▶ **Work order**: Restate each entry shown beneath this instruction, keeping its wording intact.

▶ **Records supplied**:
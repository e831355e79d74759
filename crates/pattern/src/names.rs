//! Localized names for formatted output.
//!
//! A [`Locale`] holds the month, weekday, day period, and era names a formatter needs.
//! Locales are looked up by BCP 47-style tag with [`lookup`], which falls back to a bare
//! language match when the full tag is unknown (`en_US` finds `en`).
//!
//! Some languages inflect month names by context: `ru` writes "января" inside a date but
//! "январь" when the month stands alone. Locales carry the standalone forms separately and
//! the formatter picks between them based on the program's standalone month flag.

/// Month, weekday, day period, and era names for one language.
#[derive(Debug)]
pub struct Locale {
	/// BCP 47-style language tag
	pub tag: &'static str,
	/// Full month names, formatting context
	months: [&'static str; 12],
	/// Abbreviated month names
	months_abbr: [&'static str; 12],
	/// Full month names, standalone context, for languages that distinguish them
	months_standalone: Option<&'static [&'static str; 12]>,
	/// Full weekday names, Sunday first
	weekdays: [&'static str; 7],
	/// Abbreviated weekday names, Sunday first
	weekdays_abbr: [&'static str; 7],
	/// Day period markers, AM first
	ampm: [&'static str; 2],
	/// Era designators, BC first
	eras: [&'static str; 2]
}

impl Locale {
	/// Get a month name. `mon` is zero-based. Standalone forms only exist at full width; the
	/// abbreviated and formatting forms are shared.
	pub fn month(&self, mon: usize, long: bool, standalone: bool) -> &'static str {
		let mon = mon % 12;
		if long {
			match (standalone, self.months_standalone) {
				(true, Some(named)) => named[mon],
				_ => self.months[mon]
			}
		} else {
			self.months_abbr[mon]
		}
	}

	/// Get a weekday name. `wday` is zero-based with 0 = Sunday.
	pub fn weekday(&self, wday: usize, long: bool) -> &'static str {
		let wday = wday % 7;
		if long { self.weekdays[wday] } else { self.weekdays_abbr[wday] }
	}

	/// Get the AM or PM marker.
	pub fn ampm(&self, pm: bool) -> &'static str {
		self.ampm[pm as usize]
	}

	/// Get the era designator. `ce` selects the common era (AD).
	pub fn era(&self, ce: bool) -> &'static str {
		self.eras[ce as usize]
	}
}

/// English.
pub static EN: Locale = Locale {
	tag: "en",
	months: [
		"January", "February", "March", "April", "May", "June",
		"July", "August", "September", "October", "November", "December"
	],
	months_abbr: [
		"Jan", "Feb", "Mar", "Apr", "May", "Jun",
		"Jul", "Aug", "Sep", "Oct", "Nov", "Dec"
	],
	months_standalone: None,
	weekdays: [
		"Sunday", "Monday", "Tuesday", "Wednesday", "Thursday", "Friday", "Saturday"
	],
	weekdays_abbr: ["Sun", "Mon", "Tue", "Wed", "Thu", "Fri", "Sat"],
	ampm: ["AM", "PM"],
	eras: ["BC", "AD"]
};

/// German.
pub static DE: Locale = Locale {
	tag: "de",
	months: [
		"Januar", "Februar", "März", "April", "Mai", "Juni",
		"Juli", "August", "September", "Oktober", "November", "Dezember"
	],
	months_abbr: [
		"Jan.", "Feb.", "März", "Apr.", "Mai", "Juni",
		"Juli", "Aug.", "Sept.", "Okt.", "Nov.", "Dez."
	],
	months_standalone: None,
	weekdays: [
		"Sonntag", "Montag", "Dienstag", "Mittwoch", "Donnerstag", "Freitag", "Samstag"
	],
	weekdays_abbr: ["So.", "Mo.", "Di.", "Mi.", "Do.", "Fr.", "Sa."],
	ampm: ["AM", "PM"],
	eras: ["v. Chr.", "n. Chr."]
};

/// Russian. Month names inflect: the formatting context uses the genitive case, standalone
/// use the nominative.
pub static RU: Locale = Locale {
	tag: "ru",
	months: [
		"января", "февраля", "марта", "апреля", "мая", "июня",
		"июля", "августа", "сентября", "октября", "ноября", "декабря"
	],
	months_abbr: [
		"янв.", "февр.", "мар.", "апр.", "мая", "июн.",
		"июл.", "авг.", "сент.", "окт.", "нояб.", "дек."
	],
	months_standalone: Some(&[
		"январь", "февраль", "март", "апрель", "май", "июнь",
		"июль", "август", "сентябрь", "октябрь", "ноябрь", "декабрь"
	]),
	weekdays: [
		"воскресенье", "понедельник", "вторник", "среда", "четверг", "пятница", "суббота"
	],
	weekdays_abbr: ["вс", "пн", "вт", "ср", "чт", "пт", "сб"],
	ampm: ["AM", "PM"],
	eras: ["до н. э.", "н. э."]
};

/// All known locales.
static LOCALES: [&Locale; 3] = [&EN, &DE, &RU];

/// Look up a locale by tag, case insensitively.
///
/// An unknown tag falls back to its bare language: `en_US` and `en-GB` both find `en`.
/// Returns `None` if the language is unknown too.
///
/// # Examples
///
/// ```
/// # use pattern::names::lookup;
/// assert_eq!(lookup("de").map(|l| l.tag), Some("de"));
/// assert_eq!(lookup("de_AT").map(|l| l.tag), Some("de"));
/// assert!(lookup("fr").is_none());
/// ```
pub fn lookup(tag: &str) -> Option<&'static Locale> {
	let exact = LOCALES.iter().find(|l| l.tag.eq_ignore_ascii_case(tag));
	exact.or_else(|| {
		let language = tag.split(['_', '-']).next()?;
		LOCALES.iter().find(|l| l.tag.eq_ignore_ascii_case(language))
	}).copied()
}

▶ **Response to the exercise**:
repository e831355e79d74759
filename crates/pattern/src/names.rs
//! Localized names for formatted output.
//!
//! A [`Locale`] holds the month, weekday, day period, and era names a formatter needs.
//! Locales are looked up by BCP 47-style tag with [`lookup`], which falls back to a bare
//! language match when the full tag is unknown (`en_US` finds `en`).
//!
//! Some languages inflect month names by context: `ru` writes "января" inside a date but
//! "январь" when the month stands alone. Locales carry the standalone forms separately and
//! the formatter picks between them based on the program's standalone month flag.

/// Month, weekday, day period, and era names for one language.
#[derive(Debug)]
pub struct Locale {
	/// BCP 47-style language tag
	pub tag: &'static str,
	/// Full month names, formatting context
	months: [&'static str; 12],
	/// Abbreviated month names
	months_abbr: [&'static str; 12],
	/// Full month names, standalone context, for languages that distinguish them
	months_standalone: Option<&'static [&'static str; 12]>,
	/// Full weekday names, Sunday first
	weekdays: [&'static str; 7],
	/// Abbreviated weekday names, Sunday first
	weekdays_abbr: [&'static str; 7],
	/// Day period markers, AM first
	ampm: [&'static str; 2],
	/// Era designators, BC first
	eras: [&'static str; 2]
}

impl Locale {
	/// Get a month name. `mon` is zero-based. Standalone forms only exist at full width; the
	/// abbreviated and formatting forms are shared.
	pub fn month(&self, mon: usize, long: bool, standalone: bool) -> &'static str {
		let mon = mon % 12;
		if long {
			match (standalone, self.months_standalone) {
				(true, Some(named)) => named[mon],
				_ => self.months[mon]
			}
		} else {
			self.months_abbr[mon]
		}
	}

	/// Get a weekday name. `wday` is zero-based with 0 = Sunday.
	pub fn weekday(&self, wday: usize, long: bool) -> &'static str {
		let wday = wday % 7;
		if long { self.weekdays[wday] } else { self.weekdays_abbr[wday] }
	}

	/// Get the AM or PM marker.
	pub fn ampm(&self, pm: bool) -> &'static str {
		self.ampm[pm as usize]
	}

	/// Get the era designator. `ce` selects the common era (AD).
	pub fn era(&self, ce: bool) -> &'static str {
		self.eras[ce as usize]
	}
}

/// English.
pub static EN: Locale = Locale {
	tag: "en",
	months: [
		"January", "February", "March", "April", "May", "June",
		"July", "August", "September", "October", "November", "December"
	],
	months_abbr: [
		"Jan", "Feb", "Mar", "Apr", "May", "Jun",
		"Jul", "Aug", "Sep", "Oct", "Nov", "Dec"
	],
	months_standalone: None,
	weekdays: [
		"Sunday", "Monday", "Tuesday", "Wednesday", "Thursday", "Friday", "Saturday"
	],
	weekdays_abbr: ["Sun", "Mon", "Tue", "Wed", "Thu", "Fri", "Sat"],
	ampm: ["AM", "PM"],
	eras: ["BC", "AD"]
};

/// German.
pub static DE: Locale = Locale {
	tag: "de",
	months: [
		"Januar", "Februar", "März", "April", "Mai", "Juni",
		"Juli", "August", "September", "Oktober", "November", "Dezember"
	],
	months_abbr: [
		"Jan.", "Feb.", "März", "Apr.", "Mai", "Juni",
		"Juli", "Aug.", "Sept.", "Okt.", "Nov.", "Dez."
	],
	months_standalone: None,
	weekdays: [
		"Sonntag", "Montag", "Dienstag", "Mittwoch", "Donnerstag", "Freitag", "Samstag"
	],
	weekdays_abbr: ["So.", "Mo.", "Di.", "Mi.", "Do.", "Fr.", "Sa."],
	ampm: ["AM", "PM"],
	eras: ["v. Chr.", "n. Chr."]
};

/// Russian. Month names inflect: the formatting context uses the genitive case, standalone
/// use the nominative.
pub static RU: Locale = Locale {
	tag: "ru",
	months: [
		"января", "февраля", "марта", "апреля", "мая", "июня",
		"июля", "августа", "сентября", "октября", "ноября", "декабря"
	],
	months_abbr: [
		"янв.", "февр.", "мар.", "апр.", "мая", "июн.",
		"июл.", "авг.", "сент.", "окт.", "нояб.", "дек."
	],
	months_standalone: Some(&[
		"январь", "февраль", "март", "апрель", "май", "июнь",
		"июль", "август", "сентябрь", "октябрь", "ноябрь", "декабрь"
	]),
	weekdays: [
		"воскресенье", "понедельник", "вторник", "среда", "четверг", "пятница", "суббота"
	],
	weekdays_abbr: ["вс", "пн", "вт", "ср", "чт", "пт", "сб"],
	ampm: ["AM", "PM"],
	eras: ["до н. э.", "н. э."]
};

/// All known locales.
static LOCALES: [&Locale; 3] = [&EN, &DE, &RU];

/// Look up a locale by tag, case insensitively.
///
/// An unknown tag falls back to its bare language: `en_US` and `en-GB` both find `en`.
/// Returns `None` if the language is unknown too.
///
/// # Examples
///
/// ```
/// # use pattern::names::lookup;
/// assert_eq!(lookup("de").map(|l| l.tag), Some("de"));
/// assert_eq!(lookup("de_AT").map(|l| l.tag), Some("de"));
/// assert!(lookup("fr").is_none());
/// ```
pub fn lookup(tag: &str) -> Option<&'static Locale> {
	let exact = LOCALES.iter().find(|l| l.tag.eq_ignore_ascii_case(tag));
	exact.or_else(|| {
		let language = tag.split(['_', '-']).next()?;
		LOCALES.iter().find(|l| l.tag.eq_ignore_ascii_case(language))
	}).copied()
}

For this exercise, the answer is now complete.